Instructions for the task: Check which lines in the records hold "against" and report how many there are, with no other text.

# # # #

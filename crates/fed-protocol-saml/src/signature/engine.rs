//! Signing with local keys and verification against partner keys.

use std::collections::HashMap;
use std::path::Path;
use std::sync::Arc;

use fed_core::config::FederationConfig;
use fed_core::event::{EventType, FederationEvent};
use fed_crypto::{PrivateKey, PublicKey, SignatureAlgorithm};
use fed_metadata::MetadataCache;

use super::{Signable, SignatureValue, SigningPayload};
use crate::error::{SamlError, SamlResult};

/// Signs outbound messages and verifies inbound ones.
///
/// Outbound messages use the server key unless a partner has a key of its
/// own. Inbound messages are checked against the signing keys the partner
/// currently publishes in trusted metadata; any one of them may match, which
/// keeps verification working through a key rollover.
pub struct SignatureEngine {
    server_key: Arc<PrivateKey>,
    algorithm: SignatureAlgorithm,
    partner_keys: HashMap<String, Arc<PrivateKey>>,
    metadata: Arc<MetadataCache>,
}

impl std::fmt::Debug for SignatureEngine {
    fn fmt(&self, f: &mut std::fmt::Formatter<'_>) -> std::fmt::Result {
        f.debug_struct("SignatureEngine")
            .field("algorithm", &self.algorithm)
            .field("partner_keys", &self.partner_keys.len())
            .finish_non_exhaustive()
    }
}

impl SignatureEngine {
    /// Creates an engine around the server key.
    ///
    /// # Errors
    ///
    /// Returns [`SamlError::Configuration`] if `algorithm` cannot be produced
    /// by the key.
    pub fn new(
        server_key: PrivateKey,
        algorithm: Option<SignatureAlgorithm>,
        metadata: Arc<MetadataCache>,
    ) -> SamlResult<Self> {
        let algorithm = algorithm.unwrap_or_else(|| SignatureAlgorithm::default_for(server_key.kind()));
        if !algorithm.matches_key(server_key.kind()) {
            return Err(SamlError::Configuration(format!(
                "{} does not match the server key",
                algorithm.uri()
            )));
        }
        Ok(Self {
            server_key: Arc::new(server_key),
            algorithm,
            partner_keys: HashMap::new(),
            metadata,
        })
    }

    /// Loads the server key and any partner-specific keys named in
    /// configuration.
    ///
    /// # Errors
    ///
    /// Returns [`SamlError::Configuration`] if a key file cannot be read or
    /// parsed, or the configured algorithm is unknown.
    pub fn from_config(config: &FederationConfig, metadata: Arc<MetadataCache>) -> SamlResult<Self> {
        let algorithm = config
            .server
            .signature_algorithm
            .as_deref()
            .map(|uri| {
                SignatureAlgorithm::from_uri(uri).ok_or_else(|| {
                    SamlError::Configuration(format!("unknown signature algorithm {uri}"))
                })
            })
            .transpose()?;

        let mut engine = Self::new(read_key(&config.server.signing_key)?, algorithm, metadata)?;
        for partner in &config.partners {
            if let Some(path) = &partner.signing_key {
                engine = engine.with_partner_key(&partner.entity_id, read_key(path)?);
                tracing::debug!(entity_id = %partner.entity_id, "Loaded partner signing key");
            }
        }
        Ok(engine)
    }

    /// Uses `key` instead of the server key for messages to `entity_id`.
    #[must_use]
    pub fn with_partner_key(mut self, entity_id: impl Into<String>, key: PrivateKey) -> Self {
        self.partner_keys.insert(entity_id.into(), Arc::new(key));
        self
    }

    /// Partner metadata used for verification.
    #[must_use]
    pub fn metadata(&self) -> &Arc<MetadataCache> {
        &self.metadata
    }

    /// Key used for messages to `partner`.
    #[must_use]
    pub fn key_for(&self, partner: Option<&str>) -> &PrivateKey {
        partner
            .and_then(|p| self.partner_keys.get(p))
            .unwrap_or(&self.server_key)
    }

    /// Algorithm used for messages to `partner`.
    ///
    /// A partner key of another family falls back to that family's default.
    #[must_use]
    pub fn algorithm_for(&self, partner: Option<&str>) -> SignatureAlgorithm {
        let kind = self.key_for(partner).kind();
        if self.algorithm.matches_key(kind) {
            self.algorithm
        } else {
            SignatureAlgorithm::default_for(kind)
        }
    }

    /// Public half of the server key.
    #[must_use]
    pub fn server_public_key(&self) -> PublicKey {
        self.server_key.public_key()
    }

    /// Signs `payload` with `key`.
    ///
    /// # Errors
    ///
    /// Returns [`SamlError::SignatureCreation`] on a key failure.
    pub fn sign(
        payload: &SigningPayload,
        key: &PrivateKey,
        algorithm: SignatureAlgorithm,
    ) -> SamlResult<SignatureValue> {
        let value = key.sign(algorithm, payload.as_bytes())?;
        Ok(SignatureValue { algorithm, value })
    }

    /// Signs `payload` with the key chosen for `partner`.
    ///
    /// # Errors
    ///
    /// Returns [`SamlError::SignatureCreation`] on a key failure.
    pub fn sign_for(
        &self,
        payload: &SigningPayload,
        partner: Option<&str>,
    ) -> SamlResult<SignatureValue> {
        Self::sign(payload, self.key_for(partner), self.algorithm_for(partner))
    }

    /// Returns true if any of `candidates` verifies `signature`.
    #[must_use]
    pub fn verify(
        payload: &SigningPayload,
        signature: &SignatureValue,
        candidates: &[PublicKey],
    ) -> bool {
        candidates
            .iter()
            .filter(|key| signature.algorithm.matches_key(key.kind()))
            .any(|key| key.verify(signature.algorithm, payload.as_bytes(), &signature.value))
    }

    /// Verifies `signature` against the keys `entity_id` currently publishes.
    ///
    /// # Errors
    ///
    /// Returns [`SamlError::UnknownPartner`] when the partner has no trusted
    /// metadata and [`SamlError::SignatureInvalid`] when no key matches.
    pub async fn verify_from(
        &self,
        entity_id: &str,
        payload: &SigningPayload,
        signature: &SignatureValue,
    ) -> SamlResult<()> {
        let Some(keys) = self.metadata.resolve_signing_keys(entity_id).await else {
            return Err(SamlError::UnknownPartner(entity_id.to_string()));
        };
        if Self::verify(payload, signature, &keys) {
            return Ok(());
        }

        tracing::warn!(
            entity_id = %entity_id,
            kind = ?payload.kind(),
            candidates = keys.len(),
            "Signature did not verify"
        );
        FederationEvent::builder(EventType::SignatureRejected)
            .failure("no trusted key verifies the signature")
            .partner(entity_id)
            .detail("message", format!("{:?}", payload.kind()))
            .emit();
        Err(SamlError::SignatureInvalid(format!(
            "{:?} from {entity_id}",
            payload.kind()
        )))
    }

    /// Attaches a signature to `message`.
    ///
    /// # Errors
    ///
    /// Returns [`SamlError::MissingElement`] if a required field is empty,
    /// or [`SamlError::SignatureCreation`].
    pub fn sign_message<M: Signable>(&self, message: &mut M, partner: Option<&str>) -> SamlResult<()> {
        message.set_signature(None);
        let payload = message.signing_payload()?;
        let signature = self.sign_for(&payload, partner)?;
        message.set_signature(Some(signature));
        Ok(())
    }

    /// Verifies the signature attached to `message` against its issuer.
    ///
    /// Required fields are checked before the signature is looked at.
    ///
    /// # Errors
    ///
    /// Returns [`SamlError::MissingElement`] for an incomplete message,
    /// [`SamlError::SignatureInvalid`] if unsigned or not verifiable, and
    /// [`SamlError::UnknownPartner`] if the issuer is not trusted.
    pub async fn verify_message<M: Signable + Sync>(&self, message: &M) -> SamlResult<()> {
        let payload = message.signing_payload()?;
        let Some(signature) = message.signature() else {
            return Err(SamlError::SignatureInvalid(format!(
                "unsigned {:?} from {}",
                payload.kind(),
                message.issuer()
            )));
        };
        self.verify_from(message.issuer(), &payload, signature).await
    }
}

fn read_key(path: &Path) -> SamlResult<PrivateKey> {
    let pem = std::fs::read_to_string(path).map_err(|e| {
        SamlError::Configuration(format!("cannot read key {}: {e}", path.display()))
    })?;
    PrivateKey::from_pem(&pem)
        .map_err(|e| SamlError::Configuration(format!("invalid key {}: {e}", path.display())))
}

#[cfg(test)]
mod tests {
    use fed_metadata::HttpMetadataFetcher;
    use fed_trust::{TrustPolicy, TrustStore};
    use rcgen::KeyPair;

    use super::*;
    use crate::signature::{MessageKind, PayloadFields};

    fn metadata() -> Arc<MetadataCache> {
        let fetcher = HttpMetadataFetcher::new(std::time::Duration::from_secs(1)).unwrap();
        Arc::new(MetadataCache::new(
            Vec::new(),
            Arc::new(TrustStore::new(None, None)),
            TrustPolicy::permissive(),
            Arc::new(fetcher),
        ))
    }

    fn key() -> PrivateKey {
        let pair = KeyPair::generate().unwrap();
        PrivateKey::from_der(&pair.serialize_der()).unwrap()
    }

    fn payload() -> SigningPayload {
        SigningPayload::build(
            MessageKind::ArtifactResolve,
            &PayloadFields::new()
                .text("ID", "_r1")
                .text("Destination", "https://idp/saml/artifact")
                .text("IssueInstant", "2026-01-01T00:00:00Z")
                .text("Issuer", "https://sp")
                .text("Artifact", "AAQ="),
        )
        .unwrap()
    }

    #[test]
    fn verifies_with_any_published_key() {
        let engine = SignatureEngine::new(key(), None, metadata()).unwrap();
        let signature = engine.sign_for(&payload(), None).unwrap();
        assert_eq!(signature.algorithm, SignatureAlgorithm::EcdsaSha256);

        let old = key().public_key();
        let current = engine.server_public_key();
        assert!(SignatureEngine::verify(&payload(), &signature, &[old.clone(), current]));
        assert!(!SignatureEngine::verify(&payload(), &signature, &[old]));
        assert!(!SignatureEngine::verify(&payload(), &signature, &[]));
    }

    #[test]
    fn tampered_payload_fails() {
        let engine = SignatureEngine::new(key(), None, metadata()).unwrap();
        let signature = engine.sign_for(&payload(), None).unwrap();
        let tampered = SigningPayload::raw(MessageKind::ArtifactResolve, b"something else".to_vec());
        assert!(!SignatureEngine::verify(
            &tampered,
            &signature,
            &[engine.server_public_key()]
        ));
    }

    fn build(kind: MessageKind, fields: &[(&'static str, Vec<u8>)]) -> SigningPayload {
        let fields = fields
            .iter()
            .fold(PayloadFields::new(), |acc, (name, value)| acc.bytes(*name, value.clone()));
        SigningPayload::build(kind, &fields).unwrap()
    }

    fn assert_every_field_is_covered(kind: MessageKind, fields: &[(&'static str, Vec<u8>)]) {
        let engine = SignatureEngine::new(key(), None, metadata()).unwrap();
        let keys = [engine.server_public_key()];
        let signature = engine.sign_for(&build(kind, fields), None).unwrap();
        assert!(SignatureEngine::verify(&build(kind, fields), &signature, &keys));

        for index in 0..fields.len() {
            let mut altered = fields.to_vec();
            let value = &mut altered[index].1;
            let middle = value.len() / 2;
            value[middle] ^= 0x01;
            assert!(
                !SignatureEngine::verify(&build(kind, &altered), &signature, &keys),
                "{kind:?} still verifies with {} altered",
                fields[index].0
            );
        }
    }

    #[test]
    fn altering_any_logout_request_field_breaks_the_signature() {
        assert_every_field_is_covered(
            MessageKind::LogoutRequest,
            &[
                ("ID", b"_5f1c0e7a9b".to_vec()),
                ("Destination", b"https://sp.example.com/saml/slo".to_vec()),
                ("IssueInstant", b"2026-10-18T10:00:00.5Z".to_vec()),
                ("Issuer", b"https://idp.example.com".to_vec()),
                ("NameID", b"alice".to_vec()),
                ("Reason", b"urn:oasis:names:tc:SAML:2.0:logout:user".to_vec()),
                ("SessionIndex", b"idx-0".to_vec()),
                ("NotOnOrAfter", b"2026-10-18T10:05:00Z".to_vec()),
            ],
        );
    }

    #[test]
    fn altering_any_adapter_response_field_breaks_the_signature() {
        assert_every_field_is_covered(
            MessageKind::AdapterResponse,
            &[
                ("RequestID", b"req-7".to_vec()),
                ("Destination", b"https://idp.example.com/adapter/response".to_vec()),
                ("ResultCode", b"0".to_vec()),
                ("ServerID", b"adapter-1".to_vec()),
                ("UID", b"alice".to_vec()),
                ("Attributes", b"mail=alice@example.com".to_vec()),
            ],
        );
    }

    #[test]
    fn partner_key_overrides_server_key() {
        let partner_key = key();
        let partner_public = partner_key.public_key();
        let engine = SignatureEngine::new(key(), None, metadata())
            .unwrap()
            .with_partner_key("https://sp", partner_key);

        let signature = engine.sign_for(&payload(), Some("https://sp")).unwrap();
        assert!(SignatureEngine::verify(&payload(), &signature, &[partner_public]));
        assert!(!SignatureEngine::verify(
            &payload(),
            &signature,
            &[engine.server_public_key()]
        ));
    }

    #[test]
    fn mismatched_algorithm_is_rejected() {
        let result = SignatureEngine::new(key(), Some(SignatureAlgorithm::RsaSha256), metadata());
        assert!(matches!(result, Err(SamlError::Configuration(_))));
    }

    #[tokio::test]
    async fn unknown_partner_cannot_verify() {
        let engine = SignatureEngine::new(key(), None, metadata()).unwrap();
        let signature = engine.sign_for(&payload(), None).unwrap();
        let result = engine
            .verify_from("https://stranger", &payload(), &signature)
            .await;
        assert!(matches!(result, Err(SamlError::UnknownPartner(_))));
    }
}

# # # #

Result for this exercise: 4